Another part of this passage that influences interpreters to see the παρουσία in terms of the Second Coming is the reference to the final judgment in ch. 25. I have noted previously the connections of this text to other teachings on judgment in Matthew and elsewhere, so this text is not easily separable from the final judgment. Some interpreters who I generally agree with on this discourse will suggest that this is not referring to a singular event of judgment but to an ongoing judgment. Given the connection between resurrection and judgment that I have noted frequently, including in the aforementioned series, given what I have observed on the question of the intermediate state in the NT, and given the everlasting consequences that come from this judgment, I think this claim is a non-starter, biblically speaking. The connection between death and subsequent judgment in Heb 9:27–28 is no more meant to imply that the judgment happens immediately after death than it implies that Jesus would come a second time immediately after his death. The immediacy of the “and then” actually fits there being no intermediate state, as, from the internal perspective of the event, there is no perceived gap.
How then could the view that I have suggested—even if it is not otherwise completely free of problems—fit with the implied link of this judgment with the events of ch. 24? I think the answer is to be found in how, even as the judgment on Jerusalem is an advance sign of the final judgment, so too is the παρουσία an advance sign of the Second Coming both in its judgment and in its demonstration of Jesus’s vindication.
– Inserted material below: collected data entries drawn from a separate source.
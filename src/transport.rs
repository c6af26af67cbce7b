//! Transport abstraction for the dealer's line protocol.
//!
//! The [`Transport`] trait is a bidirectional channel of text lines between
//! the client and the dealer. Byte-stream transports must reassemble lines
//! themselves, since a socket read may end in the middle of a line or carry
//! several lines at once; [`LineBuffer`] does that work for the built-in
//! transports.
//!
//! # Connection Setup
//!
//! Opening a connection is the job of a [`Connector`]. The client keeps the
//! connector for the whole session and calls it again after every connection
//! loss, which is what makes automatic reconnection possible.
//!
//! # Implementing a Custom Transport
//!
//! ```rust,no_run
//! use async_trait::async_trait;
//! use blackjack_client::error::BlackjackError;
//! use blackjack_client::transport::Transport;
//!
//! struct MyTransport { /* ... */ }
//!
//! #[async_trait]
//! impl Transport for MyTransport {
//!     async fn send(&mut self, line: String) -> Result<(), BlackjackError> {
//!         // Write `line` followed by the newline delimiter
//!         todo!()
//!     }
//!
//!     async fn recv(&mut self) -> Option<Result<String, BlackjackError>> {
//!         // Return the next complete line without its delimiter,
//!         // or None when the connection is closed cleanly
//!         todo!()
//!     }
//!
//!     async fn close(&mut self) -> Result<(), BlackjackError> {
//!         todo!()
//!     }
//! }
//! ```

use async_trait::async_trait;

use crate::error::{BlackjackError, Result};

/// Largest line the built-in transports buffer before giving up on the peer.
pub const MAX_LINE_LENGTH: usize = 64 * 1024;

/// A bidirectional text line transport to the dealer.
///
/// Each call to [`send`](Transport::send) transmits one line (the transport
/// appends the delimiter). Each call to [`recv`](Transport::recv) returns one
/// complete line without its delimiter.
///
/// # Cancel Safety
///
/// [`recv`](Transport::recv) **MUST** be cancel-safe because the session task
/// polls it inside `tokio::select!`. Cancelling a pending `recv` must not lose
/// any bytes already read from the peer.
#[async_trait]
pub trait Transport: Send + 'static {
    /// Send one line to the dealer.
    ///
    /// # Errors
    ///
    /// Returns [`BlackjackError::TransportSend`] or
    /// [`BlackjackError::TransportClosed`] if the line could not be written.
    async fn send(&mut self, line: String) -> Result<()>;

    /// Receive the next line from the dealer.
    ///
    /// Returns:
    /// - `Some(Ok(line))`: a complete line was received
    /// - `Some(Err(e))`: the transport failed
    /// - `None`: the dealer closed the connection
    async fn recv(&mut self) -> Option<Result<String>>;

    /// Close the connection. Must be idempotent.
    ///
    /// # Errors
    ///
    /// Returns an error if the shutdown handshake fails. Resources are
    /// released regardless.
    async fn close(&mut self) -> Result<()>;
}

/// Opens connections to a fixed dealer endpoint.
#[async_trait]
pub trait Connector: Send + Sync + 'static {
    /// The transport produced by a successful connect.
    type Transport: Transport;

    /// Open a new connection.
    ///
    /// # Errors
    ///
    /// Returns [`BlackjackError::Io`] or [`BlackjackError::Timeout`] when the
    /// endpoint cannot be reached.
    async fn connect(&self) -> Result<Self::Transport>;
}

/// Reassembles newline-delimited lines from arbitrary chunks of bytes.
///
/// ```
/// use blackjack_client::transport::LineBuffer;
///
/// let mut buffer = LineBuffer::new();
/// buffer.extend(b"OK you:1").unwrap();
/// assert_eq!(buffer.next_line(), None);
///
/// buffer.extend(b"7 10\xE2\x99\xA0 7\xE2\x99\xA5\r\nWIN\n").unwrap();
/// assert_eq!(buffer.next_line().as_deref(), Some("OK you:17 10♠ 7♥"));
/// assert_eq!(buffer.next_line().as_deref(), Some("WIN"));
/// assert_eq!(buffer.next_line(), None);
/// ```
#[derive(Debug, Default)]
pub struct LineBuffer {
    pending: Vec<u8>,
}

impl LineBuffer {
    /// Create an empty buffer.
    pub fn new() -> Self {
        Self::default()
    }

    /// Append received bytes.
    ///
    /// # Errors
    ///
    /// Returns [`BlackjackError::LineTooLong`] if the unterminated tail grows
    /// beyond [`MAX_LINE_LENGTH`]. The buffer is cleared in that case.
    pub fn extend(&mut self, bytes: &[u8]) -> Result<()> {
        self.pending.extend_from_slice(bytes);
        let tail = match self.pending.iter().rposition(|b| *b == b'\n') {
            Some(pos) => self.pending.len() - pos - 1,
            None => self.pending.len(),
        };
        if tail > MAX_LINE_LENGTH {
            self.pending.clear();
            return Err(BlackjackError::LineTooLong {
                limit: MAX_LINE_LENGTH,
            });
        }
        Ok(())
    }

    /// Pop the next complete line, without its `\n` or `\r\n` delimiter.
    /// Invalid UTF-8 is replaced rather than rejected.
    pub fn next_line(&mut self) -> Option<String> {
        let pos = self.pending.iter().position(|b| *b == b'\n')?;
        let mut line: Vec<u8> = self.pending.drain(..=pos).collect();
        line.pop();
        if line.last() == Some(&b'\r') {
            line.pop();
        }
        Some(String::from_utf8_lossy(&line).into_owned())
    }

    /// Bytes received after the last delimiter.
    pub fn pending(&self) -> usize {
        self.pending.len()
    }

    /// Discard the unterminated tail, returning it if non-empty.
    pub fn take_remainder(&mut self) -> Option<String> {
        if self.pending.is_empty() {
            return None;
        }
        let rest = std::mem::take(&mut self.pending);
        Some(String::from_utf8_lossy(&rest).into_owned())
    }
}
//! # Loopback Dealer Example
//!
//! Shows how to implement the [`Transport`] and [`Connector`] traits with an
//! in-process channel pair, and plays two scripted rounds against a toy
//! dealer task on the other end. This is useful for:
//!
//! - **Testing**: exercise your renderer without a real dealer
//! - **Custom backends**: adapt any I/O layer the same way
//!
//! ## Running
//!
//! ```sh
//! cargo run --example loopback_dealer
//! ```

use async_trait::async_trait;
use blackjack_client::{
    BlackjackClient, BlackjackError, ClientConfig, ClientEvent, Connector, Round, Transport,
};
use tokio::sync::mpsc;

// ─────────────────────────────────────────────────────────────────────
// Step 1: A channel-based "loopback" transport
// ─────────────────────────────────────────────────────────────────────

/// The client half of a loopback connection.
pub struct LoopbackTransport {
    /// Lines the client sends go here (the dealer reads the other end).
    tx: mpsc::UnboundedSender<String>,
    /// Lines the dealer sends arrive here.
    rx: mpsc::UnboundedReceiver<String>,
}

#[async_trait]
impl Transport for LoopbackTransport {
    async fn send(&mut self, line: String) -> Result<(), BlackjackError> {
        self.tx
            .send(line)
            .map_err(|e| BlackjackError::TransportSend(e.to_string()))
    }

    /// Cancel-safe because `mpsc::UnboundedReceiver::recv` is cancel-safe.
    /// Returns `None` once the dealer task drops its sender.
    async fn recv(&mut self) -> Option<Result<String, BlackjackError>> {
        self.rx.recv().await.map(Ok)
    }

    async fn close(&mut self) -> Result<(), BlackjackError> {
        self.rx.close();
        Ok(())
    }
}

// ─────────────────────────────────────────────────────────────────────
// Step 2: A connector that starts a dealer task per connection
// ─────────────────────────────────────────────────────────────────────

struct LoopbackConnector;

#[async_trait]
impl Connector for LoopbackConnector {
    type Transport = LoopbackTransport;

    async fn connect(&self) -> Result<LoopbackTransport, BlackjackError> {
        // Client → dealer
        let (client_tx, dealer_rx) = mpsc::unbounded_channel();
        // Dealer → client
        let (dealer_tx, client_rx) = mpsc::unbounded_channel();

        tokio::spawn(toy_dealer(dealer_rx, dealer_tx));

        Ok(LoopbackTransport {
            tx: client_tx,
            rx: client_rx,
        })
    }
}

/// A dealer that always deals the same cards: 17 against a king, and the
/// dealer draws to 18.
async fn toy_dealer(mut rx: mpsc::UnboundedReceiver<String>, tx: mpsc::UnboundedSender<String>) {
    let mut balance: u32 = 100;
    let mut hand = vec!["10♠", "7♥"];

    while let Some(line) = rx.recv().await {
        tracing::debug!("dealer received {line:?}");
        let mut words = line.split_whitespace();
        let replies: Vec<String> = match words.next() {
            Some("LOGIN") => {
                let user = words.next().unwrap_or("guest");
                vec![format!("OK user:{user} balance:{balance}"), "AWAITING INPUT".into()]
            }
            Some("BET") => {
                let amount = words.next().and_then(|w| w.parse().ok()).unwrap_or(0);
                balance = balance.saturating_sub(amount);
                hand = vec!["10♠", "7♥"];
                vec![format!(
                    "OK balance:{balance} dealer:K♦ you:17 {} AWAITING INPUT",
                    hand.join(" ")
                )]
            }
            Some("HIT") => {
                hand.push("3♣");
                vec![format!("OK you:20 {} AWAITING INPUT", hand.join(" "))]
            }
            Some("STAND") => {
                let outcome = if hand.len() > 2 { "WIN" } else { "LOSE" };
                vec![
                    "DEALER 18 K♦ 8♠".into(),
                    format!("{outcome} AWAITING INPUT"),
                ]
            }
            Some("STATUS") => vec![format!("OK balance:{balance} AWAITING INPUT")],
            _ => vec!["ERROR unknown command AWAITING INPUT".into()],
        };
        for reply in replies {
            if tx.send(reply).is_err() {
                return;
            }
        }
    }
}

// ─────────────────────────────────────────────────────────────────────
// Step 3: Play two rounds, acting whenever the dealer asks for input
// ─────────────────────────────────────────────────────────────────────

#[tokio::main]
async fn main() -> Result<(), Box<dyn std::error::Error>> {
    tracing_subscriber::fmt()
        .with_env_filter(
            tracing_subscriber::EnvFilter::try_from_default_env()
                .unwrap_or_else(|_| tracing_subscriber::EnvFilter::new("info")),
        )
        .init();

    let (mut client, mut event_rx) = BlackjackClient::start(LoopbackConnector, ClientConfig::default());
    client.login("alice", "secret")?;

    let mut rounds_played = 0;
    while let Some(event) = event_rx.recv().await {
        let ClientEvent::Update { event, state } = event else {
            continue;
        };
        tracing::info!(
            "{:<14} round={} balance={} you={:?} dealer={:?} | {}",
            event.name(),
            state.round,
            state.player.balance,
            state.player.cards,
            state.dealer.cards,
            state.last_message
        );

        if !client.is_ready_for_input() {
            continue;
        }
        match state.round {
            Round::Betting if rounds_played == 0 => client.bet(25)?,
            Round::Betting => client.bet(10)?,
            // Second round: take one card before standing.
            Round::InRound if rounds_played == 1 && state.player.cards.len() == 2 => client.hit()?,
            Round::InRound => client.stand()?,
            Round::RoundOver => {
                rounds_played += 1;
                if rounds_played == 2 {
                    break;
                }
                client.new_round()?;
                // The new round is local; bet as soon as the table is clear.
                client.bet(10)?;
            }
            Round::Login => {}
        }
    }

    tracing::info!("final state: {:?}", client.game_state().await);
    client.shutdown().await;
    Ok(())
}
As such, it resembles the Second Coming that I agree is in view in 25:31. The Son of Man comes in glory in both cases and angels are involved both times, but here it is made clear that “all the angels” (in some variants, all the “holy angels” perhaps to accentuate the connection to Zech 14:5) are “with him,” as in 16:27 but not in ch. 24. Likewise, Jesus refers to being seated on the throne of his glory, as in 19:28 with its reference to judgment, but not as in ch. 24, where there is no seating referenced. Furthermore, the gathering being for judgment is explicit here, again as in 16:27 and elsewhere, but not in ch. 24. The events are analogous, not identical, and thus the previous instructions apply to the anticipation of both.
For other intimations of judgment against the temple in Jesus’s day, see Craig A. Evans, “Predictions of the Destruction of the Herodian Temple,” JSP 10 (April 1992): 89–147.
For more on this term, see Adolf Deissmann, Light from the Ancient East: The New Testament Illustrated by Recently Discovered Texts of the Graeco-Roman World, rev. ed., trans. Lionel R. M. Strachan (Eugene, OR: Wipf & Stock, 2004), 368–73; Albrecht Oepke, “παρουσία, πάρειμι,” TDNT 5:859–65.
Even so, the reader should take note of Brant Pitre, Jesus, the Tribulation, and the End of the Exile: Restoration Eschatology and the Origin of the Atonement (Grand Rapids: Baker Academic, 2005), 336–37, as he does stress the literalness of the events.